%%
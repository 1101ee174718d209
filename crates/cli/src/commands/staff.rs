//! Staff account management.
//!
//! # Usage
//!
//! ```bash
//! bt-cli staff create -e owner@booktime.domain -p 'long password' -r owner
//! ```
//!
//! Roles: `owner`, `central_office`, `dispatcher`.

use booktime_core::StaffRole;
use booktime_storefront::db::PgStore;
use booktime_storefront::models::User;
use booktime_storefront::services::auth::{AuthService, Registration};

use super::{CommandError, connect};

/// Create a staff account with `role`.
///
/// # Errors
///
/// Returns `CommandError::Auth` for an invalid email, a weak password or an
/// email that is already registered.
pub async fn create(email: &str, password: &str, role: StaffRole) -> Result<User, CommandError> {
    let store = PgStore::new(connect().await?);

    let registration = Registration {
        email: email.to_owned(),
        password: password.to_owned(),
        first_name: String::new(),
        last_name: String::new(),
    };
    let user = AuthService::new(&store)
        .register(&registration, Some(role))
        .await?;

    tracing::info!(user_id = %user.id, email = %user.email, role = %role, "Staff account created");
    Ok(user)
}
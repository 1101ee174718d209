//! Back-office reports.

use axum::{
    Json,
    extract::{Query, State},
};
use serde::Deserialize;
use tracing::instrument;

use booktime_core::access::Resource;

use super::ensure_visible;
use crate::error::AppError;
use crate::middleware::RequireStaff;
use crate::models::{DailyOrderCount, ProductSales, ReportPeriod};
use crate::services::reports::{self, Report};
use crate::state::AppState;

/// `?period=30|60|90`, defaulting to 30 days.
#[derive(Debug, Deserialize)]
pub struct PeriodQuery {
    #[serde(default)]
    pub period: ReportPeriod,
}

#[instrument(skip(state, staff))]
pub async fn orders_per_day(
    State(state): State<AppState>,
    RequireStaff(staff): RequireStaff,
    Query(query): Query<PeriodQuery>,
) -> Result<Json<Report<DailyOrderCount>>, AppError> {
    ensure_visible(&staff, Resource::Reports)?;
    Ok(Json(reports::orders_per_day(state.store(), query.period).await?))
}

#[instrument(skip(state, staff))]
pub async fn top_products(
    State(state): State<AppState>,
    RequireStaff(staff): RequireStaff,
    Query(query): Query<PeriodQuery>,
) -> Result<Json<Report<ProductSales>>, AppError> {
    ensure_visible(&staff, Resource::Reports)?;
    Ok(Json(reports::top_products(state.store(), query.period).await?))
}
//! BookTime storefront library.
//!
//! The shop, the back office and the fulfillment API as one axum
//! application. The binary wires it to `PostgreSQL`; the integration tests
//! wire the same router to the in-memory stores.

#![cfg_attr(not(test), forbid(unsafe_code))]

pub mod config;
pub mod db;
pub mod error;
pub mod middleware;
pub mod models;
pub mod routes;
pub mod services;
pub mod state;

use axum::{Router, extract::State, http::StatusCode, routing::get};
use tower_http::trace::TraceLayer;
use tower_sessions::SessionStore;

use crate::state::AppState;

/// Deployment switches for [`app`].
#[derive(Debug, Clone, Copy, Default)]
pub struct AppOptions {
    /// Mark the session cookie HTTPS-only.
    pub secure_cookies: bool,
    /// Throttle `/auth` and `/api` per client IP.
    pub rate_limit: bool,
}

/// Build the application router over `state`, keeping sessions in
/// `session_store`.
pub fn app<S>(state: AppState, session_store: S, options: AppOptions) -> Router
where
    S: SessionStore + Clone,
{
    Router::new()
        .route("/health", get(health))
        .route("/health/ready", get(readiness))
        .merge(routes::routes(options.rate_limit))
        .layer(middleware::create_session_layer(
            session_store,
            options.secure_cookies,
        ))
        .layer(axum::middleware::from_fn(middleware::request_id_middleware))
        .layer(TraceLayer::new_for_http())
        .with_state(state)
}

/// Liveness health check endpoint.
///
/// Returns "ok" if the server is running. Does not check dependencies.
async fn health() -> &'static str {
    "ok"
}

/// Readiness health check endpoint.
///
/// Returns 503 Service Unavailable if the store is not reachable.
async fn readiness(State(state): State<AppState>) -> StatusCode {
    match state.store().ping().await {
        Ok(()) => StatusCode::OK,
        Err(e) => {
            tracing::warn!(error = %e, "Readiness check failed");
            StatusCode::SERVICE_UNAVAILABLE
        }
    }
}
%%
## [WHAT TO PRODUCE]
Your reply must consist of the entire listing, repeated word for word.

## [SOLUTION TO THE EXERCISE]
repository 1101ee174718d209
filename crates/cli/src/commands/staff.rs
//! Staff account management.
//!
//! # Usage
//!
//! ```bash
//! bt-cli staff create -e owner@booktime.domain -p 'long password' -r owner
//! ```
//!
//! Roles: `owner`, `central_office`, `dispatcher`.

use booktime_core::StaffRole;
use booktime_storefront::db::PgStore;
use booktime_storefront::models::User;
use booktime_storefront::services::auth::{AuthService, Registration};

use super::{CommandError, connect};

/// Create a staff account with `role`.
///
/// # Errors
///
/// Returns `CommandError::Auth` for an invalid email, a weak password or an
/// email that is already registered.
pub async fn create(email: &str, password: &str, role: StaffRole) -> Result<User, CommandError> {
    let store = PgStore::new(connect().await?);

    let registration = Registration {
        email: email.to_owned(),
        password: password.to_owned(),
        first_name: String::new(),
        last_name: String::new(),
    };
    let user = AuthService::new(&store)
        .register(&registration, Some(role))
        .await?;

    tracing::info!(user_id = %user.id, email = %user.email, role = %role, "Staff account created");
    Ok(user)
}
repository 1101ee174718d209
//! Back-office reports.

use axum::{
    Json,
    extract::{Query, State},
};
use serde::Deserialize;
use tracing::instrument;

use booktime_core::access::Resource;

use super::ensure_visible;
use crate::error::AppError;
use crate::middleware::RequireStaff;
use crate::models::{DailyOrderCount, ProductSales, ReportPeriod};
use crate::services::reports::{self, Report};
use crate::state::AppState;

/// `?period=30|60|90`, defaulting to 30 days.
#[derive(Debug, Deserialize)]
pub struct PeriodQuery {
    #[serde(default)]
    pub period: ReportPeriod,
}

#[instrument(skip(state, staff))]
pub async fn orders_per_day(
    State(state): State<AppState>,
    RequireStaff(staff): RequireStaff,
    Query(query): Query<PeriodQuery>,
) -> Result<Json<Report<DailyOrderCount>>, AppError> {
    ensure_visible(&staff, Resource::Reports)?;
    Ok(Json(reports::orders_per_day(state.store(), query.period).await?))
}

#[instrument(skip(state, staff))]
pub async fn top_products(
    State(state): State<AppState>,
    RequireStaff(staff): RequireStaff,
    Query(query): Query<PeriodQuery>,
) -> Result<Json<Report<ProductSales>>, AppError> {
    ensure_visible(&staff, Resource::Reports)?;
    Ok(Json(reports::top_products(state.store(), query.period).await?))
}
//! BookTime storefront library.
//!
//! The shop, the back office and the fulfillment API as one axum
//! application. The binary wires it to `PostgreSQL`; the integration tests
//! wire the same router to the in-memory stores.

#![cfg_attr(not(test), forbid(unsafe_code))]

pub mod config;
pub mod db;
pub mod error;
pub mod middleware;
pub mod models;
pub mod routes;
pub mod services;
pub mod state;

use axum::{Router, extract::State, http::StatusCode, routing::get};
use tower_http::trace::TraceLayer;
use tower_sessions::SessionStore;

use crate::state::AppState;

/// Deployment switches for [`app`].
#[derive(Debug, Clone, Copy, Default)]
pub struct AppOptions {
    /// Mark the session cookie HTTPS-only.
    pub secure_cookies: bool,
    /// Throttle `/auth` and `/api` per client IP.
    pub rate_limit: bool,
}

/// Build the application router over `state`, keeping sessions in
/// `session_store`.
pub fn app<S>(state: AppState, session_store: S, options: AppOptions) -> Router
where
    S: SessionStore + Clone,
{
    Router::new()
        .route("/health", get(health))
        .route("/health/ready", get(readiness))
        .merge(routes::routes(options.rate_limit))
        .layer(middleware::create_session_layer(
            session_store,
            options.secure_cookies,
        ))
        .layer(axum::middleware::from_fn(middleware::request_id_middleware))
        .layer(TraceLayer::new_for_http())
        .with_state(state)
}

/// Liveness health check endpoint.
///
/// Returns "ok" if the server is running. Does not check dependencies.
async fn health() -> &'static str {
    "ok"
}

/// Readiness health check endpoint.
///
/// Returns 503 Service Unavailable if the store is not reachable.
async fn readiness(State(state): State<AppState>) -> StatusCode {
    match state.store().ping().await {
        Ok(()) => StatusCode::OK,
        Err(e) => {
            tracing::warn!(error = %e, "Readiness check failed");
            StatusCode::SERVICE_UNAVAILABLE
        }
    }
}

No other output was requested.